REQUIRED ACTION:
Would you copy the material below word for word, beginning with its first line and ending with the line that contains "the sweep continues."?

INFORMATION GIVEN:
——

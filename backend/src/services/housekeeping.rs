//! Housekeeping: the retention-driven purge sweep and the paraphrase
//! re-index pass.
//!
//! The sweep runs through the scheduled executor and fires once per day at
//! the configured local hour. Deletion is per-item transactional: the item
//! row, its two embedding rows and the purge event commit together; a
//! failing item is left in place and the sweep continues.

use std::future::Future;
use std::pin::Pin;
use std::sync::Arc;
use std::sync::atomic::{AtomicBool, Ordering};

use chrono::{Duration, Local, NaiveDate, Timelike, Utc};
use sqlx::SqlitePool;
use tokio::sync::Mutex;
use tracing::{info, warn};

use crate::config::HousekeepingConfig;
use crate::models::{Item, Priority};
use crate::utils::text::truncate_chars;
use crate::utils::{AppResult, ScheduledExecutor, ScheduledTask};

use super::dedup::PARAPHRASE_CONTENT_CHARS;
use super::embedding_client::EmbeddingProvider;
use super::embedding_index::VectorIndex;
use super::item_service::ItemService;

/// Items re-embedded per sweep when the paraphrase stage was skipped at
/// ingest time.
const REINDEX_BATCH: i64 = 100;

#[derive(Debug, Default, Clone, Copy)]
pub struct SweepStats {
    pub examined: usize,
    pub purged: usize,
    pub failed: usize,
    pub reindexed: usize,
}

pub struct HousekeepingService {
    config: HousekeepingConfig,
    pool: SqlitePool,
    items: ItemService,
    embedder: Arc<dyn EmbeddingProvider>,
    paraphrase_index: Arc<VectorIndex>,
    retrieval_index: Arc<VectorIndex>,
}

impl HousekeepingService {
    pub fn new(
        config: HousekeepingConfig,
        items: ItemService,
        embedder: Arc<dyn EmbeddingProvider>,
        paraphrase_index: Arc<VectorIndex>,
        retrieval_index: Arc<VectorIndex>,
    ) -> Self {
        let pool = items.pool().clone();
        Self { config, pool, items, embedder, paraphrase_index, retrieval_index }
    }

    fn retention_days(&self, priority: Priority) -> i64 {
        match priority {
            Priority::High => self.config.retention_days_high,
            Priority::Medium => self.config.retention_days_medium,
            Priority::Low => self.config.retention_days_low,
            Priority::None => self.config.retention_days_none,
        }
    }

    /// Run one full sweep: purge expired items, then re-index items whose
    /// paraphrase embedding is missing.
    pub async fn sweep(&self) -> AppResult<SweepStats> {
        let mut stats = SweepStats::default();

        if self.config.enabled {
            for priority in [Priority::High, Priority::Medium, Priority::Low, Priority::None] {
                let cutoff = Utc::now() - Duration::days(self.retention_days(priority));

                let mut sql = String::from(
                    "SELECT * FROM items WHERE priority = ? AND first_seen_at < ?",
                );
                if self.config.exclude_starred {
                    sql.push_str(" AND is_starred = FALSE");
                }

                let expired: Vec<Item> = sqlx::query_as(&sql)
                    .bind(priority)
                    .bind(cutoff)
                    .fetch_all(&self.pool)
                    .await?;

                for item in expired {
                    stats.examined += 1;
                    match self.items.purge(&item).await {
                        Ok(()) => {
                            // the store commit succeeded; now drop the
                            // in-memory vectors
                            let _ = self.paraphrase_index.remove(item.id).await;
                            let _ = self.retrieval_index.remove(item.id).await;
                            stats.purged += 1;
                        }
                        Err(e) => {
                            warn!("Purge of item {} failed, keeping it: {}", item.id, e);
                            stats.failed += 1;
                        }
                    }
                }
            }
        }

        stats.reindexed = self.reindex_missing().await?;

        info!(
            "Housekeeping sweep done: {} purged, {} failed, {} re-indexed",
            stats.purged, stats.failed, stats.reindexed
        );
        Ok(stats)
    }

    /// Embed canonical items that skipped the paraphrase stage at ingest
    /// time. Best effort: an unavailable embedding service ends the pass.
    async fn reindex_missing(&self) -> AppResult<usize> {
        let candidates: Vec<Item> = sqlx::query_as(
            r#"
            SELECT i.* FROM items i
            LEFT JOIN item_embeddings_paraphrase e ON e.item_id = i.id
            WHERE i.similar_to IS NULL AND e.item_id IS NULL
            ORDER BY i.first_seen_at ASC
            LIMIT ?
            "#,
        )
        .bind(REINDEX_BATCH)
        .fetch_all(&self.pool)
        .await?;

        let mut reindexed = 0;
        for item in candidates {
            let content = truncate_chars(&item.content, PARAPHRASE_CONTENT_CHARS);
            match self.embedder.embed_paraphrase(&item.title, content).await {
                Ok(vector) => {
                    self.paraphrase_index.add(item.id, vector).await?;
                    reindexed += 1;
                }
                Err(e) => {
                    warn!("Re-index pass stopped, embedding service unavailable: {}", e);
                    break;
                }
            }
        }
        Ok(reindexed)
    }
}

// ============================================================================
// Scheduled task wrapper
// ============================================================================

/// Fires the sweep once per day at the configured local hour. The executor
/// ticks well below an hour so the window is never missed.
pub struct HousekeepingTask {
    service: Arc<HousekeepingService>,
    hour: u32,
    shutdown: Arc<AtomicBool>,
    last_sweep_day: Mutex<Option<NaiveDate>>,
}

impl HousekeepingTask {
    pub fn new(service: Arc<HousekeepingService>, hour: u32) -> Self {
        Self {
            service,
            hour,
            shutdown: Arc::new(AtomicBool::new(false)),
            last_sweep_day: Mutex::new(None),
        }
    }

    pub fn shutdown_handle(&self) -> Arc<AtomicBool> {
        self.shutdown.clone()
    }

    async fn execute(&self) -> Result<(), anyhow::Error> {
        let now = Local::now();
        if now.hour() != self.hour {
            return Ok(());
        }

        let today = now.date_naive();
        let mut last = self.last_sweep_day.lock().await;
        if *last == Some(today) {
            return Ok(());
        }

        self.service.sweep().await?;
        *last = Some(today);
        Ok(())
    }
}

impl ScheduledTask for HousekeepingTask {
    fn run(&self) -> Pin<Box<dyn Future<Output = Result<(), anyhow::Error>> + Send + '_>> {
        Box::pin(async move { self.execute().await })
    }

    fn should_terminate(&self) -> bool {
        self.shutdown.load(Ordering::Relaxed)
    }
}

/// Create and start the housekeeping task; returns the shutdown handle.
pub fn start_housekeeping_task(
    service: Arc<HousekeepingService>,
    hour: u32,
) -> Arc<AtomicBool> {
    let task = HousekeepingTask::new(service, hour);
    let shutdown_handle = task.shutdown_handle();

    let executor =
        ScheduledExecutor::new("housekeeping", std::time::Duration::from_secs(15 * 60));

    tokio::spawn(async move {
        executor.start(task).await;
    });

    info!("Housekeeping task started (daily at {:02}:00 local)", hour);

    shutdown_handle
}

——

YOUR SOLUTION:
filename backend/src/services/housekeeping.rs
//! Housekeeping: the retention-driven purge sweep and the paraphrase
//! re-index pass.
//!
//! The sweep runs through the scheduled executor and fires once per day at
//! the configured local hour. Deletion is per-item transactional: the item
//! row, its two embedding rows and the purge event commit together; a
//! failing item is left in place and the sweep continues.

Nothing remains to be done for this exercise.